A financial services industry customer chose Oracle Cloud Infrastructure to migrate their on-premises Hadoop cluster. Their deployment serves as a useful real-world example of an Oracle Cloud Infrastructure-based Hadoop deployment and the advantages it provides to customers.

This migration included moving all production data, data feeds, and additional application infrastructure. The Hadoop environment included bare metal DenseIO Intel hosts, which leverage local NVMe for Hadoop. The customer was able to “right size” their environment after initially sizing a 1:1 server ratio. They then were able to reduce the footprint to hit a specific memory target (for HBase and Spark) because the Oracle Cloud Infrastructure deployment had three times the memory of their on premise deployment with the same node count.

Moving to Oracle Cloud Infrastructure enabled the customer to achieve the following goals:

  • Increase performance
  • Reduce cost
  • Decrease provisioning time for resources, from 120 days, to just a few hours
  • Improve the ability to scale to meet demand in minutes, compared to weeks or months

The following diagram represents the customer’s production deployment in Oracle Cloud Infrastructure:


Description of architecture-customer-reference.png follows
Description of the illustration architecture-customer-reference.png

The deployment has the following configuration:

  • 21 BM.DenseIO2.52 bare metal workers for Hadoop (1-PB raw NVMeE for HDFS)
  • 3 VM.Standard2.24 master nodes for Hadoop services
  • 2 VM.Standard2.16 utility nodes for Active/Backup Cloudera Manager
  • 3 VM.Standard2.8 edge VMs for perimeter access
  • 500 TB of Object Storage for cold data
  • 7.25 TB of block volumes to augment the OS for logs, parcels, and application data

Validated Solutions That Address Your Business Requirements

Cloudera, Hortonworks, and MapR are validated, supported Hadoop independent software vendors (ISVs) on Oracle Cloud Infrastructure. Details for each of these products are included in this solution.

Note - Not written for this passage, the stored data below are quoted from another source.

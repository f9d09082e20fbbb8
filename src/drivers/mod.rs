//! Lamp driver, task spawning, and the task watchdog.

pub mod signal_head;
pub mod task_pin;
pub mod watchdog;
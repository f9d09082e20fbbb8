//! Autonomous Red → Yellow → Green cycle.
//!
//! Stands in for the serial console: once the command queue is empty and
//! no aspect is lit, it enqueues the next step as an ordinary command
//! line, so the lights still go through the dispatcher and the
//! single-flight handshake. While the pause input reads HIGH no new step
//! is enqueued; the step already running finishes normally.
//!
//! The dispatcher pops a step a moment before its actuator lights it. A
//! tick landing in that gap can enqueue one more step, so a pause holds
//! after the running step and at most one queued behind it.

use core::fmt::Write as _;
use std::sync::Arc;
use std::time::Duration;

use log::{debug, info, warn};

use crate::adapters::time::MonotonicClock;
use crate::command::Color;
use crate::config::ControllerConfig;
use crate::drivers::signal_head::SignalHead;
use crate::pins;

use super::context::SharedContext;
use super::ports::GpioPort;
use super::queue::{CommandQueue, RawLine};

/// Order of the cycle.
pub const CYCLE: [Color; 3] = [Color::Red, Color::Yellow, Color::Green];

pub struct CycleTask<G: GpioPort> {
    queue: Arc<CommandQueue>,
    head: Arc<SignalHead<G>>,
    ctx: Arc<SharedContext>,
    clock: MonotonicClock,
    step_ms: u32,
    poll_interval: Duration,
    next: usize,
    paused: bool,
}

impl<G: GpioPort> CycleTask<G> {
    pub fn new(
        queue: Arc<CommandQueue>,
        head: Arc<SignalHead<G>>,
        ctx: Arc<SharedContext>,
        clock: MonotonicClock,
        config: &ControllerConfig,
    ) -> Self {
        Self {
            queue,
            head,
            ctx,
            clock,
            step_ms: config.cycle_step_ms,
            poll_interval: Duration::from_millis(u64::from(config.poll_interval_ms)),
            next: 0,
            paused: false,
        }
    }

    /// Enqueue the next step if the queue is empty, the head is dark and
    /// the cycle is not paused. Returns the color enqueued, if any.
    pub fn tick(&mut self) -> Option<Color> {
        let pause = self.head.read_input(pins::PAUSE_GPIO);
        if pause != self.paused {
            self.paused = pause;
            info!("Cycle {}", if pause { "paused" } else { "resumed" });
        }
        if pause || !self.queue.is_empty() || !self.head.is_idle() {
            return None;
        }

        let color = CYCLE[self.next];
        let mut text: heapless::String<16> = heapless::String::new();
        if write!(text, "{},{}", color.letter(), self.step_ms).is_err() {
            warn!("Cycle: step text overflow");
            return None;
        }
        if self
            .queue
            .push(RawLine::new(&text, self.clock.uptime_us()))
            .is_err()
        {
            return None;
        }
        self.next = (self.next + 1) % CYCLE.len();
        Some(color)
    }

    pub fn run(&mut self) {
        info!("Auto cycle: {} ms per step", self.step_ms);
        while !self.ctx.shutdown.is_requested() {
            self.tick();
            std::thread::sleep(self.poll_interval);
        }
        debug!("Cycle task stopped");
    }
}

Because Oracle Cloud Infrastructure was built for the usage patterns of enterprise production applications, existing Hadoop deployments can be easily moved to—and even improved in—Oracle Cloud Infrastructure. Oracle provides architectural patterns that meet all your networking, connectivity, performance, HA, DR, and multiple-region requirements. In fact, most customers find that the performance of Hadoop on Oracle Cloud Infrastructure exceeds the performance of their on premise deployments.

Oracle has also developed Terraform templates for rapid deployment and configuration of Hadoop on Oracle Cloud Infrastructure. These templates reduce the complexity and time to provision Hadoop on Oracle Cloud Infrastructure, resulting in frameworks that customers can customize and leverage to streamline Hadoop migrations or deployments.